### Record extracts ###
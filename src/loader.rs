use std::fs::File;
use std::io::{Read, Seek, SeekFrom};
use std::path::{Path, PathBuf};
use std::process::{Command, ExitStatus, Stdio};
use std::thread;
use std::time::{Duration, Instant};

use tracing::debug;
use url::Url;

use crate::domain::TableRef;
use crate::error::BcdataError;

#[derive(Debug, Clone, Copy, PartialEq, Eq)]
pub enum LoadMode {
    Create,
    Append,
}

#[derive(Debug, Clone, PartialEq)]
pub struct LoadOptions {
    pub crs: String,
    pub geometry_column: String,
    pub dim: Option<u8>,
    pub fid: Option<String>,
    pub promote_to_multi: bool,
}

impl Default for LoadOptions {
    fn default() -> Self {
        Self {
            crs: crate::config::DEFAULT_CRS.to_string(),
            geometry_column: "geom".to_string(),
            dim: None,
            fid: None,
            promote_to_multi: true,
        }
    }
}

#[derive(Debug, Clone, PartialEq)]
pub struct LoadJob {
    pub page: usize,
    pub source_url: String,
    pub destination: TableRef,
    pub mode: LoadMode,
    pub options: LoadOptions,
}

pub trait Loader: Send + Sync {
    fn load(&self, job: &LoadJob) -> Result<(), BcdataError>;
}

#[derive(Debug, Clone, PartialEq, Eq)]
pub struct PgConnectionInfo {
    pub host: Option<String>,
    pub port: Option<u16>,
    pub user: Option<String>,
    pub password: Option<String>,
    pub dbname: Option<String>,
}

impl PgConnectionInfo {
    pub fn from_url(database_url: &str) -> Result<Self, BcdataError> {
        let url = Url::parse(database_url)
            .map_err(|err| BcdataError::validation("database url", err.to_string()))?;
        if !matches!(url.scheme(), "postgres" | "postgresql") {
            return Err(BcdataError::validation(
                "database url",
                format!("unsupported scheme {}", url.scheme()),
            ));
        }
        let non_empty = |value: &str| (!value.is_empty()).then(|| value.to_string());
        Ok(Self {
            host: url.host_str().and_then(non_empty),
            port: url.port(),
            user: non_empty(url.username()),
            password: url.password().and_then(non_empty),
            dbname: non_empty(url.path().trim_start_matches('/')),
        })
    }

    pub fn to_ogr_datasource(&self) -> String {
        let mut parts = Vec::new();
        let port = self.port.map(|port| port.to_string());
        for (key, value) in [
            ("host", self.host.as_ref()),
            ("port", port.as_ref()),
            ("user", self.user.as_ref()),
            ("dbname", self.dbname.as_ref()),
            ("password", self.password.as_ref()),
        ] {
            if let Some(value) = value {
                parts.push(format!("{key}={}", conninfo_quote(value)));
            }
        }
        format!("PG:{}", parts.join(" "))
    }
}

fn conninfo_quote(value: &str) -> String {
    if !value.is_empty()
        && value
            .chars()
            .all(|ch| !ch.is_whitespace() && ch != '\'' && ch != '\\')
    {
        return value.to_string();
    }
    format!("'{}'", value.replace('\\', "\\\\").replace('\'', "\\'"))
}

#[derive(Clone)]
pub struct Ogr2OgrLoader {
    program: Option<PathBuf>,
    datasource: String,
    timeout: Option<Duration>,
}

impl Ogr2OgrLoader {
    pub fn new(
        program: Option<PathBuf>,
        connection: &PgConnectionInfo,
        timeout: Option<Duration>,
    ) -> Self {
        Self {
            program: program.or_else(|| find_in_path("ogr2ogr")),
            datasource: connection.to_ogr_datasource(),
            timeout,
        }
    }

    pub fn program(&self) -> Option<&Path> {
        self.program.as_deref()
    }

    fn require_program(&self) -> Result<&Path, BcdataError> {
        self.program()
            .ok_or_else(|| BcdataError::MissingTool("ogr2ogr".to_string()))
    }

    pub fn args(&self, job: &LoadJob) -> Vec<String> {
        build_args(&self.datasource, job)
    }

    fn run(&self, program: &Path, job: &LoadJob) -> Result<(), BcdataError> {
        let failure = |message: String| BcdataError::LoadJobFailure {
            table: job.destination.to_string(),
            page: job.page,
            message,
        };
        let mut stderr = tempfile::tempfile().map_err(|err| failure(err.to_string()))?;
        let stderr_handle = stderr.try_clone().map_err(|err| failure(err.to_string()))?;
        let mut child = Command::new(program)
            .args(self.args(job))
            .stdin(Stdio::null())
            .stdout(Stdio::null())
            .stderr(Stdio::from(stderr_handle))
            .spawn()
            .map_err(|err| failure(format!("could not start {}: {err}", program.display())))?;

        let started = Instant::now();
        let status: ExitStatus = loop {
            if let Some(status) = child.try_wait().map_err(|err| failure(err.to_string()))? {
                break status;
            }
            if let Some(timeout) = self.timeout {
                if started.elapsed() >= timeout {
                    // The child may have exited between the two calls.
                    let _ = child.kill();
                    let _ = child.wait();
                    return Err(BcdataError::Timeout(
                        format!("load of page {} into {}", job.page, job.destination),
                        timeout,
                    ));
                }
            }
            thread::sleep(Duration::from_millis(100));
        };
        debug!(
            page = job.page,
            table = %job.destination,
            elapsed_ms = started.elapsed().as_millis() as u64,
            "ogr2ogr finished"
        );

        if status.success() {
            return Ok(());
        }
        let message = read_tail(&mut stderr)
            .filter(|text| !text.is_empty())
            .unwrap_or_else(|| format!("ogr2ogr exited with {status}"));
        Err(failure(message))
    }
}

impl Loader for Ogr2OgrLoader {
    fn load(&self, job: &LoadJob) -> Result<(), BcdataError> {
        let program = self.require_program()?;
        self.run(program, job)
    }
}

pub fn build_args(datasource: &str, job: &LoadJob) -> Vec<String> {
    let options = &job.options;
    let mut args: Vec<String> = Vec::new();
    let mut push = |values: &[&str]| args.extend(values.iter().map(|value| value.to_string()));

    if job.mode == LoadMode::Append {
        push(&["-update", "-append"]);
    }
    push(&["--config", "PG_USE_COPY", "YES"]);
    push(&["-f", "PostgreSQL", datasource]);
    push(&["-t_srs", options.crs.as_str()]);
    match job.mode {
        LoadMode::Create => {
            let schema = format!("SCHEMA={}", job.destination.schema);
            let geometry = format!("GEOMETRY_NAME={}", options.geometry_column);
            push(&["-lco", "OVERWRITE=YES"]);
            push(&["-lco", schema.as_str(), "-lco", geometry.as_str()]);
            push(&["-lco", "UNLOGGED=ON", "-lco", "SPATIAL_INDEX=NONE"]);
            if let Some(fid) = &options.fid {
                let fid = format!("FID={}", fid.to_lowercase());
                push(&["-lco", fid.as_str()]);
            }
            push(&["-nln", job.destination.table.as_str()]);
        }
        LoadMode::Append => {
            let name = job.destination.to_string();
            push(&["-nln", name.as_str()]);
        }
    }
    if let Some(dim) = options.dim {
        let dim = dim.to_string();
        push(&["-dim", dim.as_str()]);
    }
    if options.promote_to_multi {
        push(&["-nlt", "PROMOTE_TO_MULTI"]);
    }
    push(&[job.source_url.as_str()]);
    args
}

fn read_tail(file: &mut File) -> Option<String> {
    file.seek(SeekFrom::Start(0)).ok()?;
    let mut text = String::new();
    file.read_to_string(&mut text).ok()?;
    let lines = text.lines().collect::<Vec<_>>();
    let start = lines.len().saturating_sub(5);
    Some(lines[start..].join("\n").trim().to_string())
}

fn find_in_path(name: &str) -> Option<PathBuf> {
    let path_var = std::env::var_os("PATH")?;
    for path in std::env::split_paths(&path_var) {
        let exe = path.join(format!("{name}.exe"));
        if exe.exists() {
            return Some(exe);
        }
        let plain = path.join(name);
        if plain.exists() {
            return Some(plain);
        }
    }
    None
}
###
What to work on
An exact transcript of all the records is the expected result.

Response to this exercise
filename src/loader.rs
use std::fs::File;
use std::io::{Read, Seek, SeekFrom};
use std::path::{Path, PathBuf};
use std::process::{Command, ExitStatus, Stdio};
use std::thread;
use std::time::{Duration, Instant};

use tracing::debug;
use url::Url;

use crate::domain::TableRef;
use crate::error::BcdataError;

#[derive(Debug, Clone, Copy, PartialEq, Eq)]
pub enum LoadMode {
    Create,
    Append,
}

#[derive(Debug, Clone, PartialEq)]
pub struct LoadOptions {
    pub crs: String,
    pub geometry_column: String,
    pub dim: Option<u8>,
    pub fid: Option<String>,
    pub promote_to_multi: bool,
}

impl Default for LoadOptions {
    fn default() -> Self {
        Self {
            crs: crate::config::DEFAULT_CRS.to_string(),
            geometry_column: "geom".to_string(),
            dim: None,
            fid: None,
            promote_to_multi: true,
        }
    }
}

#[derive(Debug, Clone, PartialEq)]
pub struct LoadJob {
    pub page: usize,
    pub source_url: String,
    pub destination: TableRef,
    pub mode: LoadMode,
    pub options: LoadOptions,
}

pub trait Loader: Send + Sync {
    fn load(&self, job: &LoadJob) -> Result<(), BcdataError>;
}

#[derive(Debug, Clone, PartialEq, Eq)]
pub struct PgConnectionInfo {
    pub host: Option<String>,
    pub port: Option<u16>,
    pub user: Option<String>,
    pub password: Option<String>,
    pub dbname: Option<String>,
}

impl PgConnectionInfo {
    pub fn from_url(database_url: &str) -> Result<Self, BcdataError> {
        let url = Url::parse(database_url)
            .map_err(|err| BcdataError::validation("database url", err.to_string()))?;
        if !matches!(url.scheme(), "postgres" | "postgresql") {
            return Err(BcdataError::validation(
                "database url",
                format!("unsupported scheme {}", url.scheme()),
            ));
        }
        let non_empty = |value: &str| (!value.is_empty()).then(|| value.to_string());
        Ok(Self {
            host: url.host_str().and_then(non_empty),
            port: url.port(),
            user: non_empty(url.username()),
            password: url.password().and_then(non_empty),
            dbname: non_empty(url.path().trim_start_matches('/')),
        })
    }

    pub fn to_ogr_datasource(&self) -> String {
        let mut parts = Vec::new();
        let port = self.port.map(|port| port.to_string());
        for (key, value) in [
            ("host", self.host.as_ref()),
            ("port", port.as_ref()),
            ("user", self.user.as_ref()),
            ("dbname", self.dbname.as_ref()),
            ("password", self.password.as_ref()),
        ] {
            if let Some(value) = value {
                parts.push(format!("{key}={}", conninfo_quote(value)));
            }
        }
        format!("PG:{}", parts.join(" "))
    }
}

fn conninfo_quote(value: &str) -> String {
    if !value.is_empty()
        && value
            .chars()
            .all(|ch| !ch.is_whitespace() && ch != '\'' && ch != '\\')
    {
        return value.to_string();
    }
    format!("'{}'", value.replace('\\', "\\\\").replace('\'', "\\'"))
}

#[derive(Clone)]
pub struct Ogr2OgrLoader {
    program: Option<PathBuf>,
    datasource: String,
    timeout: Option<Duration>,
}

impl Ogr2OgrLoader {
    pub fn new(
        program: Option<PathBuf>,
        connection: &PgConnectionInfo,
        timeout: Option<Duration>,
    ) -> Self {
        Self {
            program: program.or_else(|| find_in_path("ogr2ogr")),
            datasource: connection.to_ogr_datasource(),
            timeout,
        }
    }

    pub fn program(&self) -> Option<&Path> {
        self.program.as_deref()
    }

    fn require_program(&self) -> Result<&Path, BcdataError> {
        self.program()
            .ok_or_else(|| BcdataError::MissingTool("ogr2ogr".to_string()))
    }

    pub fn args(&self, job: &LoadJob) -> Vec<String> {
        build_args(&self.datasource, job)
    }

    fn run(&self, program: &Path, job: &LoadJob) -> Result<(), BcdataError> {
        let failure = |message: String| BcdataError::LoadJobFailure {
            table: job.destination.to_string(),
            page: job.page,
            message,
        };
        let mut stderr = tempfile::tempfile().map_err(|err| failure(err.to_string()))?;
        let stderr_handle = stderr.try_clone().map_err(|err| failure(err.to_string()))?;
        let mut child = Command::new(program)
            .args(self.args(job))
            .stdin(Stdio::null())
            .stdout(Stdio::null())
            .stderr(Stdio::from(stderr_handle))
            .spawn()
            .map_err(|err| failure(format!("could not start {}: {err}", program.display())))?;

        let started = Instant::now();
        let status: ExitStatus = loop {
            if let Some(status) = child.try_wait().map_err(|err| failure(err.to_string()))? {
                break status;
            }
            if let Some(timeout) = self.timeout {
                if started.elapsed() >= timeout {
                    // The child may have exited between the two calls.
                    let _ = child.kill();
                    let _ = child.wait();
                    return Err(BcdataError::Timeout(
                        format!("load of page {} into {}", job.page, job.destination),
                        timeout,
                    ));
                }
            }
            thread::sleep(Duration::from_millis(100));
        };
        debug!(
            page = job.page,
            table = %job.destination,
            elapsed_ms = started.elapsed().as_millis() as u64,
            "ogr2ogr finished"
        );

        if status.success() {
            return Ok(());
        }
        let message = read_tail(&mut stderr)
            .filter(|text| !text.is_empty())
            .unwrap_or_else(|| format!("ogr2ogr exited with {status}"));
        Err(failure(message))
    }
}

impl Loader for Ogr2OgrLoader {
    fn load(&self, job: &LoadJob) -> Result<(), BcdataError> {
        let program = self.require_program()?;
        self.run(program, job)
    }
}

pub fn build_args(datasource: &str, job: &LoadJob) -> Vec<String> {
    let options = &job.options;
    let mut args: Vec<String> = Vec::new();
    let mut push = |values: &[&str]| args.extend(values.iter().map(|value| value.to_string()));

    if job.mode == LoadMode::Append {
        push(&["-update", "-append"]);
    }
    push(&["--config", "PG_USE_COPY", "YES"]);
    push(&["-f", "PostgreSQL", datasource]);
    push(&["-t_srs", options.crs.as_str()]);
    match job.mode {
        LoadMode::Create => {
            let schema = format!("SCHEMA={}", job.destination.schema);
            let geometry = format!("GEOMETRY_NAME={}", options.geometry_column);
            push(&["-lco", "OVERWRITE=YES"]);
            push(&["-lco", schema.as_str(), "-lco", geometry.as_str()]);
            push(&["-lco", "UNLOGGED=ON", "-lco", "SPATIAL_INDEX=NONE"]);
            if let Some(fid) = &options.fid {
                let fid = format!("FID={}", fid.to_lowercase());
                push(&["-lco", fid.as_str()]);
            }
            push(&["-nln", job.destination.table.as_str()]);
        }
        LoadMode::Append => {
            let name = job.destination.to_string();
            push(&["-nln", name.as_str()]);
        }
    }
    if let Some(dim) = options.dim {
        let dim = dim.to_string();
        push(&["-dim", dim.as_str()]);
    }
    if options.promote_to_multi {
        push(&["-nlt", "PROMOTE_TO_MULTI"]);
    }
    push(&[job.source_url.as_str()]);
    args
}

fn read_tail(file: &mut File) -> Option<String> {
    file.seek(SeekFrom::Start(0)).ok()?;
    let mut text = String::new();
    file.read_to_string(&mut text).ok()?;
    let lines = text.lines().collect::<Vec<_>>();
    let start = lines.len().saturating_sub(5);
    Some(lines[start..].join("\n").trim().to_string())
}

fn find_in_path(name: &str) -> Option<PathBuf> {
    let path_var = std::env::var_os("PATH")?;
    for path in std::env::split_paths(&path_var) {
        let exe = path.join(format!("{name}.exe"));
        if exe.exists() {
            return Some(exe);
        }
        let plain = path.join(name);
        if plain.exists() {
            return Some(plain);
        }
    }
    None
}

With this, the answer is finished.